Delivering on corporate sustainability goals has shifted to the top of the agenda for executive teams with 63% saying it is now “very important” for them, compared with 25% two years ago, according to research carried out jointly by EcoVadis and the Value Chain Innovation Initiative at the Stanford Graduate School of Business.
The growing trend highlights the rapid spread of sustainability for business and has implications for procurement and supply chains.
Mere profits take a back seat
The study found that reducing costs has lost significance, "with 36% of respondents saying this is critically important, compared with 56% in 2019."
This is trend highlights a fundamental change, as business (it now seems) expands its focus beyond unidimensional financial gains.
According to the study, although mid-size companies (between US$100mn and US$1bn in annual revenue) who have sustainable procurement policies typically use fewer tools (due to their limited resources), the benefits they realise are comparable to large enterprises.
Sustainability contributes to resilience
In an interesting discovery, the study found that sustainability actually contributes to resilience, with 63% of buyers and 71% of suppliers stating that it helped them endure the COVID-19 crisis.

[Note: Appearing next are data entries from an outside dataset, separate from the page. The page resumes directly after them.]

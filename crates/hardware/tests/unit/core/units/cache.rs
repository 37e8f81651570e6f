//! Cache Model Tests.
//!
//! Verifies the address split, hit/miss accounting, and true-LRU replacement of
//! `CacheSim` and its per-set `LruSet`.

use proptest::prelude::*;
use rvpipe_core::common::{CacheOp, ConfigError};
use rvpipe_core::config::CacheConfig;
use rvpipe_core::core::units::cache::CacheSim;
use rvpipe_core::core::units::cache::lru::{LruSet, SetAccess};

fn cache(size: u64, block: u64, ways: u64) -> CacheSim {
    CacheSim::new("test", &CacheConfig::new(size, block, ways, 5)).unwrap()
}

// ══════════════════════════════════════════════════════════
// 1. Geometry
// ══════════════════════════════════════════════════════════

#[test]
fn geometry_from_config() {
    let c = cache(1024, 16, 2);
    assert_eq!(c.num_sets(), 32);
    assert_eq!(c.offset_bits(), 4);
    assert_eq!(c.index_bits(), 5);
    assert_eq!(c.miss_latency(), 5);
    assert_eq!(c.name(), "test");
}

#[test]
fn address_split() {
    let c = cache(1024, 16, 1);
    // 64 sets: offset bits 3:0, index bits 9:4, tag above.
    assert_eq!(c.locate(0x0000), (0, 0));
    assert_eq!(c.locate(0x000F), (0, 0));
    assert_eq!(c.locate(0x0010), (1, 0));
    assert_eq!(c.locate(0x03F0), (63, 0));
    assert_eq!(c.locate(0x0400), (0, 1));
}

#[test]
fn invalid_geometry_is_rejected() {
    let err = CacheSim::new("I-cache", &CacheConfig::new(1024, 12, 1, 5)).unwrap_err();
    assert!(matches!(err, ConfigError::NotPowerOfTwo { cache: "I-cache", .. }));
}

// ══════════════════════════════════════════════════════════
// 2. Hits and misses
// ══════════════════════════════════════════════════════════

#[test]
fn same_block_hits_after_first_miss() {
    let mut c = cache(1024, 16, 1);
    assert!(!c.access(0x100, CacheOp::Read), "cold miss");
    assert!(c.access(0x104, CacheOp::Read));
    assert!(c.access(0x10F, CacheOp::Write));
    assert!(!c.access(0x110, CacheOp::Read), "next block");
    assert_eq!((c.hits, c.misses), (2, 2));
}

#[test]
fn direct_mapped_conflict_evicts() {
    let mut c = cache(1024, 16, 1);
    assert!(!c.access(0x000, CacheOp::Read));
    assert!(!c.access(0x400, CacheOp::Read), "same set, different tag");
    assert!(!c.access(0x000, CacheOp::Read), "evicted by the conflict");
    assert!(!c.contains(0x400));
}

#[test]
fn writes_allocate_like_reads() {
    let mut c = cache(1024, 16, 1);
    assert!(!c.access(0x200, CacheOp::Write));
    assert!(c.contains(0x200));
    assert!(c.access(0x200, CacheOp::Read));
}

// ══════════════════════════════════════════════════════════
// 3. LRU replacement
// ══════════════════════════════════════════════════════════

#[test]
fn two_way_evicts_least_recently_used() {
    // 2 sets of 2 ways; blocks 0, 2, 4 (addresses 0x00, 0x20, 0x40) map to set 0.
    let mut c = cache(64, 16, 2);
    assert!(!c.access(0x00, CacheOp::Read));
    assert!(!c.access(0x20, CacheOp::Read));
    assert!(c.access(0x00, CacheOp::Read), "0x00 becomes MRU");
    assert!(!c.access(0x40, CacheOp::Read), "evicts 0x20, the LRU");
    assert!(c.contains(0x00));
    assert!(!c.contains(0x20));
    assert!(c.contains(0x40));
    assert_eq!(c.set_tags(0), vec![0, 2], "LRU first");
}

#[test]
fn contains_does_not_touch_recency() {
    let mut c = cache(64, 16, 2);
    let _ = c.access(0x00, CacheOp::Read);
    let _ = c.access(0x20, CacheOp::Read);
    assert!(c.contains(0x00));
    let _ = c.access(0x40, CacheOp::Read);
    assert!(!c.contains(0x00), "0x00 was still LRU");
    assert_eq!((c.hits, c.misses), (0, 3));
}

#[test]
fn lru_set_reports_evictions() {
    let mut set = LruSet::new(2);
    assert!(set.is_empty());
    assert_eq!(set.access(7), SetAccess::Miss { evicted: None });
    assert_eq!(set.access(8), SetAccess::Miss { evicted: None });
    assert_eq!(set.access(7), SetAccess::Hit);
    assert_eq!(set.access(9), SetAccess::Miss { evicted: Some(8) });
    assert_eq!(set.tags().collect::<Vec<_>>(), vec![7, 9]);
    assert_eq!(set.len(), 2);
}

proptest! {
    #[test]
    fn sets_never_exceed_associativity(
        ways in prop::sample::select(vec![1_u64, 2, 4, 8]),
        addrs in prop::collection::vec(0_u64..0x4000, 1..200),
    ) {
        let mut c = cache(256, 16, ways);
        for &a in &addrs {
            let _ = c.access(a, CacheOp::Read);
        }
        for index in 0..c.num_sets() {
            prop_assert!(c.set_tags(index).len() as u64 <= ways);
        }
        prop_assert_eq!(c.hits + c.misses, addrs.len() as u64);
    }

    #[test]
    fn last_access_is_always_resident(addrs in prop::collection::vec(any::<u32>(), 1..100)) {
        let mut c = cache(128, 16, 2);
        for &a in &addrs {
            let _ = c.access(u64::from(a), CacheOp::Read);
            prop_assert!(c.contains(u64::from(a)));
        }
    }
}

For most businesses, reluctance to commit to sustainability often arises from the assumption that it can only be a financial detriment. This research, though counterintuitive, reveals the opposite.
Many are steadily becoming aware of this relationship. The research reveals that 93% of companies (buyers and suppliers) maintained their commitment to sustainable procurement despite the immense challenges of the COVID-19 pandemic, and that: "Supply chain resilience is a desired outcome of a sustainable procurement initiative for 70% of Sustainable Procurement Leaders."
The pressing need for transparency
The motivation toward corporate sustainability may be greater among SMEs than in large corporations, as one of the negative aspects of the findings was that 46% of suppliers see their large customers’ (those with revenue of more than US$1bn) commitment to sustainability as “important only on paper”.
Either there is an ironic relationship between those who have fewer resistance yet greater commitment to sustainability, or there is a major disconnect in communication relating to such commitments.
Sustainability efforts need to be expanded across the board, and it now seems that communication needs to be clarified between suppliers and customers so that organisations feel that they share the same vision.